A little light is being shed on the claim stemming from last week made by Swedish company Micro Systemation, who claimed that they had a hack (software they call XRY) that would allow you to bypass the Passcode security built in to your iOS device.
Their claim was that they could bypass the passcode feature in under 2 minutes, suggesting that it really only keeps your information safe from “the prying eyes of the taxi driver whose cab you forget it in” and not from law enforcement officials or others determined to read what is found inside.
While not entirely false, iOS hacker Chronic has taken the time to clarify that XRY simply utilizes jailbreak exploits in order to accomplish their task. This means that their discovery is far from ground-breaking though they did succeed in making it into a simple enough tool that nearly anybody would be able to use it.
The other tidbit not often included in the XRY reports is that this software will not work on newer devices, so you are safe while running an iPhone 4S, iPad 2 or iPad 3. While the technical details are a little over the heads (and interest) of most, the jist is that the A5 and A5x chips have been updated by Apple and are not vulnerable to the same exploit. Also, Chronic claims that the 2-minute-crack is only accurate if your passcode happens to be 0000 and that it may take considerably longer with a more complex combination of numbers.
The suggestion made by Chronic is that your best defense is to disable “simple passcode” option under General > Passcode Lock in the iOS Settings app, because the longer the password the more complex it becomes to circumvent it.
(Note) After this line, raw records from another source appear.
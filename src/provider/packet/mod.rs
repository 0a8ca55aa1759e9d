//! Packet (Equinix Metal) provider driven through the `metal` CLI.
//!
//! Bare metal devices take several minutes to provision and expose no
//! serial console through the API, so console output is always empty.

use std::ffi::OsString;
use std::net::IpAddr;
use std::sync::{Arc, OnceLock};
use std::time::Duration;

use serde::Deserialize;
use slog::{Logger, debug, info, o};

use crate::command::{CommandRunner, os_args};
use crate::retry::{CancelSignal, Poll, poll_for};

use super::cli::{VendorCli, path_arg, scratch_file};
use super::rollback::Rollback;
use super::{
    Addresses, ClusterIdentity, GcSummary, Instance, InstanceRequest, Platform, Provider,
    ProviderError, ProviderFuture, is_expired, parse_timestamp,
};

mod config;

pub use config::PacketConfig;

const CREATED_BY_TAG: &str = "created-by:mantle";

/// Packet implementation of [`Provider`].
#[derive(Debug)]
pub struct PacketProvider {
    config: PacketConfig,
    cli: VendorCli,
    log: Logger,
    poll: Poll,
    key_id: OnceLock<Option<String>>,
}

#[derive(Debug, Deserialize)]
struct Created {
    id: String,
}

#[derive(Debug, Deserialize)]
struct Device {
    id: String,
    state: String,
    #[serde(default)]
    tags: Vec<String>,
    created_at: Option<String>,
    #[serde(default)]
    ip_addresses: Vec<DeviceAddress>,
}

#[derive(Debug, Deserialize)]
struct DeviceAddress {
    address: String,
    public: bool,
    address_family: u8,
}

impl Device {
    fn ipv4(&self, public: bool) -> Option<IpAddr> {
        self.ip_addresses
            .iter()
            .filter(|entry| entry.address_family == 4 && entry.public == public)
            .find_map(|entry| entry.address.parse().ok())
    }

    fn addresses(&self) -> Addresses {
        Addresses {
            public: self.ipv4(true),
            private: self.ipv4(false),
        }
    }
}

impl PacketProvider {
    /// Creates the provider after validating `config`.
    ///
    /// # Errors
    ///
    /// Returns [`ProviderError::InvalidOptions`] when required settings are
    /// missing.
    pub fn new(
        config: PacketConfig,
        runner: Arc<dyn CommandRunner>,
        log: &Logger,
    ) -> Result<Self, ProviderError> {
        config
            .validate()
            .map_err(|err| ProviderError::InvalidOptions {
                platform: Platform::Packet,
                message: err.to_string(),
            })?;
        Ok(Self {
            cli: VendorCli::new(config.cli_bin.clone(), os_args(["--output", "json"]), runner),
            log: log.new(o!("platform" => "packet", "metro" => config.metro.clone())),
            config,
            poll: Poll::INSTANCE_BOOT,
            key_id: OnceLock::new(),
        })
    }

    /// Overrides the device readiness budget.
    #[must_use]
    pub const fn with_poll(mut self, poll: Poll) -> Self {
        self.poll = poll;
        self
    }

    async fn do_setup(&self, identity: &ClusterIdentity) -> Result<(), ProviderError> {
        if self.key_id.get().is_some() {
            return Err(ProviderError::AlreadySetUp {
                platform: Platform::Packet,
            });
        }
        let key_id = match &identity.ssh_public_key {
            Some(key) => {
                let created: Created = self
                    .cli
                    .json(
                        "create ssh key",
                        os_args([
                            "ssh-key",
                            "create",
                            "--key",
                            key.as_str(),
                            "--label",
                            identity.name.as_str(),
                        ]),
                    )
                    .await?;
                Some(created.id)
            }
            None => None,
        };
        self.key_id
            .set(key_id)
            .map_err(|_| ProviderError::AlreadySetUp {
                platform: Platform::Packet,
            })
    }

    async fn create(
        &self,
        request: &InstanceRequest,
        cancel: &CancelSignal,
    ) -> Result<Instance, ProviderError> {
        let user_data = scratch_file("write user-data", &request.user_data)?;
        let mut args = os_args([
            "device",
            "create",
            "--project-id",
            self.config.project.as_str(),
            "--hostname",
            request.name.as_str(),
            "--plan",
            self.config.plan.as_str(),
            "--metro",
            self.config.metro.as_str(),
            "--operating-system",
            self.config.operating_system.as_str(),
            "--tags",
            CREATED_BY_TAG,
        ]);
        args.push(OsString::from("--userdata-file"));
        args.push(path_arg("", &user_data));
        let created: Created = self.cli.json("create device", args).await?;
        debug!(self.log, "device requested"; "device" => &created.id);

        let mut rollback = Rollback::new(&self.cli, &self.log);
        rollback.push("delete device", delete_device_args(&created.id));

        let ready = poll_for(self.poll, cancel, || self.active(&created.id))
            .await
            .map_err(|err| ProviderError::readiness("wait for device active", err))
            .and_then(|device| require_addresses(&device));
        match ready {
            Ok(addresses) => {
                rollback.commit();
                info!(self.log, "device active"; "device" => &created.id);
                Ok(Instance {
                    id: created.id,
                    name: request.name.clone(),
                    addresses,
                    floating_ip: None,
                })
            }
            Err(err) => {
                rollback.unwind().await;
                Err(err)
            }
        }
    }

    async fn get(&self, device_id: &str) -> Result<Device, ProviderError> {
        self.cli
            .json("get device", os_args(["device", "get", "--id", device_id]))
            .await
    }

    async fn active(&self, device_id: &str) -> Result<Option<Device>, ProviderError> {
        let device = self.get(device_id).await?;
        match device.state.as_str() {
            "active" => Ok(Some(device)),
            "failed" => Err(ProviderError::InstanceFailed {
                instance_id: device.id,
                state: device.state,
            }),
            _ => Ok(None),
        }
    }

    async fn collect_garbage(&self, grace_period: Duration) -> Result<GcSummary, ProviderError> {
        let devices: Vec<Device> = self
            .cli
            .json(
                "list devices",
                os_args(["device", "get", "--project-id", self.config.project.as_str()]),
            )
            .await?;
        let now = chrono::Utc::now();
        let mut summary = GcSummary::default();
        for device in devices
            .into_iter()
            .filter(|device| device.tags.iter().any(|tag| tag == CREATED_BY_TAG))
        {
            let expired = match device.created_at.as_deref() {
                Some(created) => match parse_timestamp("list devices", created) {
                    Ok(stamp) => is_expired(stamp, now, grace_period),
                    Err(err) => {
                        summary.record_failure(&self.log, &device.id, "read creation time", &err);
                        continue;
                    }
                },
                None => false,
            };
            if expired && device.state != "deprovisioning" {
                let deleted = self
                    .cli
                    .run("delete expired device", delete_device_args(&device.id))
                    .await;
                match deleted {
                    Ok(_) => summary.terminated.push(device.id),
                    Err(err) => summary.record_failure(
                        &self.log,
                        &device.id,
                        "delete expired device",
                        &err,
                    ),
                }
            } else {
                summary.skipped += 1;
            }
        }
        Ok(summary)
    }
}

/// Kola needs both ends: SSH uses the public address and tests talk over the
/// private one.
fn require_addresses(device: &Device) -> Result<Addresses, ProviderError> {
    let addresses = device.addresses();
    if addresses.public.is_none() {
        return Err(ProviderError::MissingAddress {
            instance_id: device.id.clone(),
            kind: "public",
        });
    }
    if addresses.private.is_none() {
        return Err(ProviderError::MissingAddress {
            instance_id: device.id.clone(),
            kind: "private",
        });
    }
    Ok(addresses)
}

fn delete_device_args(device_id: &str) -> Vec<OsString> {
    os_args(["device", "delete", "--id", device_id, "--force"])
}

impl Provider for PacketProvider {
    fn platform(&self) -> Platform {
        Platform::Packet
    }

    fn setup<'a>(&'a self, identity: &'a ClusterIdentity) -> ProviderFuture<'a, ()> {
        Box::pin(self.do_setup(identity))
    }

    fn create_instance<'a>(
        &'a self,
        request: &'a InstanceRequest,
        cancel: &'a CancelSignal,
    ) -> ProviderFuture<'a, Instance> {
        Box::pin(self.create(request, cancel))
    }

    fn refresh_addresses<'a>(&'a self, instance: &'a Instance) -> ProviderFuture<'a, Addresses> {
        Box::pin(async move { Ok(self.get(&instance.id).await?.addresses()) })
    }

    fn console_output<'a>(&'a self, _instance: &'a Instance) -> ProviderFuture<'a, Vec<u8>> {
        Box::pin(async { Ok(Vec::new()) })
    }

    fn terminate_instance<'a>(&'a self, instance: &'a Instance) -> ProviderFuture<'a, ()> {
        Box::pin(async move {
            self.cli
                .run("delete device", delete_device_args(&instance.id))
                .await
                .map(drop)
        })
    }

    fn teardown(&self) -> ProviderFuture<'_, ()> {
        Box::pin(async move {
            if let Some(key_id) = self.key_id.get().and_then(Option::as_deref) {
                self.cli
                    .run(
                        "delete ssh key",
                        os_args(["ssh-key", "delete", "--id", key_id, "--force"]),
                    )
                    .await?;
            }
            Ok(())
        })
    }

    fn gc(&self, grace_period: Duration) -> ProviderFuture<'_, GcSummary> {
        Box::pin(self.collect_garbage(grace_period))
    }
}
With mobile devices always by our sides as we are out and about, the odds that they may be lost or stolen are not in our favor. While you may not be too worried about somebody passing that new Angry Birds level on your behalf or accessing your super-secret grocery shopping list, consider the e-mail and other links into documents and accounts that may be present on your device.
Do you have a passcode enabled on your device?